Instructions to follow
In the entries below, find the line with "pub enum UpstreamFailure" and the line with "use hire_sync::telemetry;"; give again those lines and every line between them, exactly.
++++
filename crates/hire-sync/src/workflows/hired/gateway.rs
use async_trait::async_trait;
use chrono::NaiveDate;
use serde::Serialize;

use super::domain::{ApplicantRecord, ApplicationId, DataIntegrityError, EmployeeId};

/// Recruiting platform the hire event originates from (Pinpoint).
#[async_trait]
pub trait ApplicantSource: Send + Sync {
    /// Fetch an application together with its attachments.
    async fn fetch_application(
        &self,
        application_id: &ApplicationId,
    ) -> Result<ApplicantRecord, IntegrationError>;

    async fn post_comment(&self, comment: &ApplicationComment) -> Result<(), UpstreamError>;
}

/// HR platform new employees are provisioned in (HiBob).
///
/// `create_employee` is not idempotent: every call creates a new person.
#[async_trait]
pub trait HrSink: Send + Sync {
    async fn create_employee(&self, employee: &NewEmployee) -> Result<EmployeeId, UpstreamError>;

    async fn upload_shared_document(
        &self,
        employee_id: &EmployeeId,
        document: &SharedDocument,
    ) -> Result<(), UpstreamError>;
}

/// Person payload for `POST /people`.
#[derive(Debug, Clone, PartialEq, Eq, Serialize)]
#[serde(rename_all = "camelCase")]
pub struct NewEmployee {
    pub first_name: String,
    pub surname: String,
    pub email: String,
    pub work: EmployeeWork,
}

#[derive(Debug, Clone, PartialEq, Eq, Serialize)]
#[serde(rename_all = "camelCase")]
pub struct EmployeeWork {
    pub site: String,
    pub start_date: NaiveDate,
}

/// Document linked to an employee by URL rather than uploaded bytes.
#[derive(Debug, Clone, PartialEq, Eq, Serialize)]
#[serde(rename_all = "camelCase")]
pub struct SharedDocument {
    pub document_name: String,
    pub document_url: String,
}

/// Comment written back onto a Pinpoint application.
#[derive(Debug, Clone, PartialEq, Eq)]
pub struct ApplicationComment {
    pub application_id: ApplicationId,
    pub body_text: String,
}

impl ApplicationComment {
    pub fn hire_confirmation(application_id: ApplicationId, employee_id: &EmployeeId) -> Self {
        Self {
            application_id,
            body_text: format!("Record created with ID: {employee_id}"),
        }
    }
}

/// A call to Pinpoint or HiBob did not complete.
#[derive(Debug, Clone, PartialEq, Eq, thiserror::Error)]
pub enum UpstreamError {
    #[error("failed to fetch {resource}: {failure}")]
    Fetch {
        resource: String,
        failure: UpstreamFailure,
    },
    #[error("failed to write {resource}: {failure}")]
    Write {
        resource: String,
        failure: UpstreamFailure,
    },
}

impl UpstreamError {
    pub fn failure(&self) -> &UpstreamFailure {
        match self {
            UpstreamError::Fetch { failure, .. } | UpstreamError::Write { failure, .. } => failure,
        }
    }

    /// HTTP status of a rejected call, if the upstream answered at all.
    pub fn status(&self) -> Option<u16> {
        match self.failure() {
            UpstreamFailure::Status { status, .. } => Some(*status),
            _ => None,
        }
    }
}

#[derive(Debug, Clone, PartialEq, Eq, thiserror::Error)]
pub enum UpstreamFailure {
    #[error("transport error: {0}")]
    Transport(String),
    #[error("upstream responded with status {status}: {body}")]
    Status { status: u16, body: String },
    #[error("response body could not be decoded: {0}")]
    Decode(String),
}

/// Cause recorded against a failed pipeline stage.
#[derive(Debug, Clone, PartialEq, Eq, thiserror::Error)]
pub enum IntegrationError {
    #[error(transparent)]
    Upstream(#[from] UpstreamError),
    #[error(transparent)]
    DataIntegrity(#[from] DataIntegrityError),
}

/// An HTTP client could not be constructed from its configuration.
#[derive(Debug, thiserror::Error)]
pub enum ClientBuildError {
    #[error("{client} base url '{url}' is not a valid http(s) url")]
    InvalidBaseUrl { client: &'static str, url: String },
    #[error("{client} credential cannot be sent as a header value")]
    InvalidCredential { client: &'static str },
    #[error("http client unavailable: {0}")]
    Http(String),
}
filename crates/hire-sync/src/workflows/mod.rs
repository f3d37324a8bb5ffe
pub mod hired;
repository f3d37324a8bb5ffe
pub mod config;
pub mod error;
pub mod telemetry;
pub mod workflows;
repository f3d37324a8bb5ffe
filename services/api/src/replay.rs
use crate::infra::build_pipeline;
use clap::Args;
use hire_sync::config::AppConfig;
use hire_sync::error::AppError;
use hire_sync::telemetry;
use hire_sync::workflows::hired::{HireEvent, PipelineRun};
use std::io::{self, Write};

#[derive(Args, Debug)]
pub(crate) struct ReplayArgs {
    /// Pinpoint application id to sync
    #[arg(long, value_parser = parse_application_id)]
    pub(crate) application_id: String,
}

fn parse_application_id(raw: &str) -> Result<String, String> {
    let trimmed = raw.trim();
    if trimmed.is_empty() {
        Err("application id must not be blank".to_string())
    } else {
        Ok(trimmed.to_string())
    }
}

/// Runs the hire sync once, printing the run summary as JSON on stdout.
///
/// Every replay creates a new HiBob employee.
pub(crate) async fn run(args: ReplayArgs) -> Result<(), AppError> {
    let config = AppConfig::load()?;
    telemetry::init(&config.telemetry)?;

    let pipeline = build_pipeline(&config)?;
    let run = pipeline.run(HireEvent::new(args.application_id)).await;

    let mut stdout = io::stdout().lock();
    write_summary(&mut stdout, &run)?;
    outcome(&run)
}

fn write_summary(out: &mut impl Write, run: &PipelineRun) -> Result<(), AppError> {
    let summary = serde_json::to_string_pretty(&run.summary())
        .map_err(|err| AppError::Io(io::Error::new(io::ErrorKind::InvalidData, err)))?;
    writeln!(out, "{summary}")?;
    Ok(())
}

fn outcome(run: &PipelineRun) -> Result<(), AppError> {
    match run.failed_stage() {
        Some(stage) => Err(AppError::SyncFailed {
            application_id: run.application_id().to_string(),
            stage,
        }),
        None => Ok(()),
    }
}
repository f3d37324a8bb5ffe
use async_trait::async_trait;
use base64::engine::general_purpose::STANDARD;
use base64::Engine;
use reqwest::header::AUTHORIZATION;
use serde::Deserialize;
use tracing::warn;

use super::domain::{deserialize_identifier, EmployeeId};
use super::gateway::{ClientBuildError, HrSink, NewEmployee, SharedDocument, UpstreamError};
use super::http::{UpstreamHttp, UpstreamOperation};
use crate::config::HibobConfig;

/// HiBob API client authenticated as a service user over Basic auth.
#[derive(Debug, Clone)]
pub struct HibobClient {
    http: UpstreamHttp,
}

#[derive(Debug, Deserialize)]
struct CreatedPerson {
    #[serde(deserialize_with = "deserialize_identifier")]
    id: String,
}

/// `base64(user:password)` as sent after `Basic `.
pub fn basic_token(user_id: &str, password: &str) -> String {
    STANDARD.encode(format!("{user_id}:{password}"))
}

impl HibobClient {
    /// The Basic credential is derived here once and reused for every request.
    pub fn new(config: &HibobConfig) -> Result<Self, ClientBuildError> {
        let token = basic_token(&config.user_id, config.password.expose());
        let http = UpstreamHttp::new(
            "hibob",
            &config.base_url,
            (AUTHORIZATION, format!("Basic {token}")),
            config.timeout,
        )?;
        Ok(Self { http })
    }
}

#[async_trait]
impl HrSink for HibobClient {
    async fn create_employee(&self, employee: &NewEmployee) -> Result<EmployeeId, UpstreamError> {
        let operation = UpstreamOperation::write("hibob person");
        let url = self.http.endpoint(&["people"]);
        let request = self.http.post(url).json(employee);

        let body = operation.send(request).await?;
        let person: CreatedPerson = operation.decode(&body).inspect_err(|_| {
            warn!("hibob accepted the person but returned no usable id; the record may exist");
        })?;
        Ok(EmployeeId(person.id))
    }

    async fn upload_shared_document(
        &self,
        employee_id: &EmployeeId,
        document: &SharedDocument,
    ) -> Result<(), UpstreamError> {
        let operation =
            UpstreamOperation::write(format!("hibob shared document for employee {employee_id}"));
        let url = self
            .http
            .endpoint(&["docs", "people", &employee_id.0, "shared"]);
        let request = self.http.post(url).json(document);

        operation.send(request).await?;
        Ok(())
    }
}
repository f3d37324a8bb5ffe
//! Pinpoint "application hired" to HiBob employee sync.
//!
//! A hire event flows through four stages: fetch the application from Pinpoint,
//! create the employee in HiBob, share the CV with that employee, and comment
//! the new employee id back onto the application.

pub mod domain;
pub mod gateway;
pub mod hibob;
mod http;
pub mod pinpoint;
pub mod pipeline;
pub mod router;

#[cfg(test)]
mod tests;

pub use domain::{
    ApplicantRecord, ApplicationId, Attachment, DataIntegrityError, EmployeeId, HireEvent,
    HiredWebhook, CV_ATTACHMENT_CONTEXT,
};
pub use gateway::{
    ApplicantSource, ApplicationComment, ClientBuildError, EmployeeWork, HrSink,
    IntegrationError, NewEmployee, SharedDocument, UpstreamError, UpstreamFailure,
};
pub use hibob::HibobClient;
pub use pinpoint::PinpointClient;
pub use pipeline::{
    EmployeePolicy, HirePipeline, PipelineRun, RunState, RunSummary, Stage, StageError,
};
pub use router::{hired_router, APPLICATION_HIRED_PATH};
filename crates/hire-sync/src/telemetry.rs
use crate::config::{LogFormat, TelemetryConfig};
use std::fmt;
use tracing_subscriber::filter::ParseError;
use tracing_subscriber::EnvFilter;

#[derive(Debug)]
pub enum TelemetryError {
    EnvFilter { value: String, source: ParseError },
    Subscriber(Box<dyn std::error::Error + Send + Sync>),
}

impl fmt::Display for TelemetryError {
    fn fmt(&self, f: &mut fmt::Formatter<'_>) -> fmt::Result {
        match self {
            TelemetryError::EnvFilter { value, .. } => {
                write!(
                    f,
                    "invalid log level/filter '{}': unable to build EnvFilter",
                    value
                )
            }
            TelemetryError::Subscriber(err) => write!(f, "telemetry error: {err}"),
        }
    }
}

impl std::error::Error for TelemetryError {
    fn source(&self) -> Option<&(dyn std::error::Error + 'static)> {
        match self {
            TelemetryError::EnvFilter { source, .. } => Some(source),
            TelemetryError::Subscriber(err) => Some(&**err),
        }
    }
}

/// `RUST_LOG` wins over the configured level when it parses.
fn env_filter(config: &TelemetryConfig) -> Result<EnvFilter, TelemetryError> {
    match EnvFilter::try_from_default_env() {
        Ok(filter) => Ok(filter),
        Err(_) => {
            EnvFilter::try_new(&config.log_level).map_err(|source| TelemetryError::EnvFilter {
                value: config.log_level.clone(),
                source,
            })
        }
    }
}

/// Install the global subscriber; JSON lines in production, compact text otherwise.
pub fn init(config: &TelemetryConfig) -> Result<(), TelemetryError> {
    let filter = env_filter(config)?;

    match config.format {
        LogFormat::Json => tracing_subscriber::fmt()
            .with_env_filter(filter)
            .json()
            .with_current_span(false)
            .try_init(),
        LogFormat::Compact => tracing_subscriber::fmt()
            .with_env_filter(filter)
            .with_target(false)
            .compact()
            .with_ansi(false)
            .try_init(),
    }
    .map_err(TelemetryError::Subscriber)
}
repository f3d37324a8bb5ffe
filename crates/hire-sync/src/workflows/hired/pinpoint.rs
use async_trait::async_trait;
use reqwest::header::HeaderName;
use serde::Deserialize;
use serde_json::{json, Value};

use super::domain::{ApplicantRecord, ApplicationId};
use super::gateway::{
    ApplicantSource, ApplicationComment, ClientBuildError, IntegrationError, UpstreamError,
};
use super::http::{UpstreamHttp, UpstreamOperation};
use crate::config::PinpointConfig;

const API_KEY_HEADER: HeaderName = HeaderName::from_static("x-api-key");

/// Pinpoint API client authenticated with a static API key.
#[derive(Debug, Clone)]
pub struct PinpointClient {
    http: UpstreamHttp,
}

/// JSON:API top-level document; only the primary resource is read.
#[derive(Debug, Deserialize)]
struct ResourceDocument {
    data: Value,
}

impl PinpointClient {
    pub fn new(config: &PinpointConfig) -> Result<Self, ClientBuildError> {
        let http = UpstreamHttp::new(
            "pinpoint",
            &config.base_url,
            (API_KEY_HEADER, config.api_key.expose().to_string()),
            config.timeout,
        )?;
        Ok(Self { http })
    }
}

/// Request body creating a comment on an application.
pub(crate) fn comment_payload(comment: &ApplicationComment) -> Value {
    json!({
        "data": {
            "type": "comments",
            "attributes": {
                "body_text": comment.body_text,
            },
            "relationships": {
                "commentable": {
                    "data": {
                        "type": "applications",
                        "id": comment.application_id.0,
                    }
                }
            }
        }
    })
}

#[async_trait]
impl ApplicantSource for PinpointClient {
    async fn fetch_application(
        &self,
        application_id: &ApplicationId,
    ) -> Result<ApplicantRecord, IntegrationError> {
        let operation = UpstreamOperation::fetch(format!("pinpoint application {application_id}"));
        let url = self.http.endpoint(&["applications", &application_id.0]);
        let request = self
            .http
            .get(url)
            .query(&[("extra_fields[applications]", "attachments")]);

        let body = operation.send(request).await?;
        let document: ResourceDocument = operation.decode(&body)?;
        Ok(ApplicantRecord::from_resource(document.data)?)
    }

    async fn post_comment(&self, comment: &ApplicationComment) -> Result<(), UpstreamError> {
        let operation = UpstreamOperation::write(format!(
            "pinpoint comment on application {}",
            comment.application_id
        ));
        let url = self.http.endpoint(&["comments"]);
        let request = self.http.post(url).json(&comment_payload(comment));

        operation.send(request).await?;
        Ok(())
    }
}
++++
Answer below
pub enum UpstreamFailure {
    #[error("transport error: {0}")]
    Transport(String),
    #[error("upstream responded with status {status}: {body}")]
    Status { status: u16, body: String },
    #[error("response body could not be decoded: {0}")]
    Decode(String),
}

/// Cause recorded against a failed pipeline stage.
#[derive(Debug, Clone, PartialEq, Eq, thiserror::Error)]
pub enum IntegrationError {
    #[error(transparent)]
    Upstream(#[from] UpstreamError),
    #[error(transparent)]
    DataIntegrity(#[from] DataIntegrityError),
}

/// An HTTP client could not be constructed from its configuration.
#[derive(Debug, thiserror::Error)]
pub enum ClientBuildError {
    #[error("{client} base url '{url}' is not a valid http(s) url")]
    InvalidBaseUrl { client: &'static str, url: String },
    #[error("{client} credential cannot be sent as a header value")]
    InvalidCredential { client: &'static str },
    #[error("http client unavailable: {0}")]
    Http(String),
}
filename crates/hire-sync/src/workflows/mod.rs
repository f3d37324a8bb5ffe
pub mod hired;
repository f3d37324a8bb5ffe
pub mod config;
pub mod error;
pub mod telemetry;
pub mod workflows;
repository f3d37324a8bb5ffe
filename services/api/src/replay.rs
use crate::infra::build_pipeline;
use clap::Args;
use hire_sync::config::AppConfig;
use hire_sync::error::AppError;
use hire_sync::telemetry;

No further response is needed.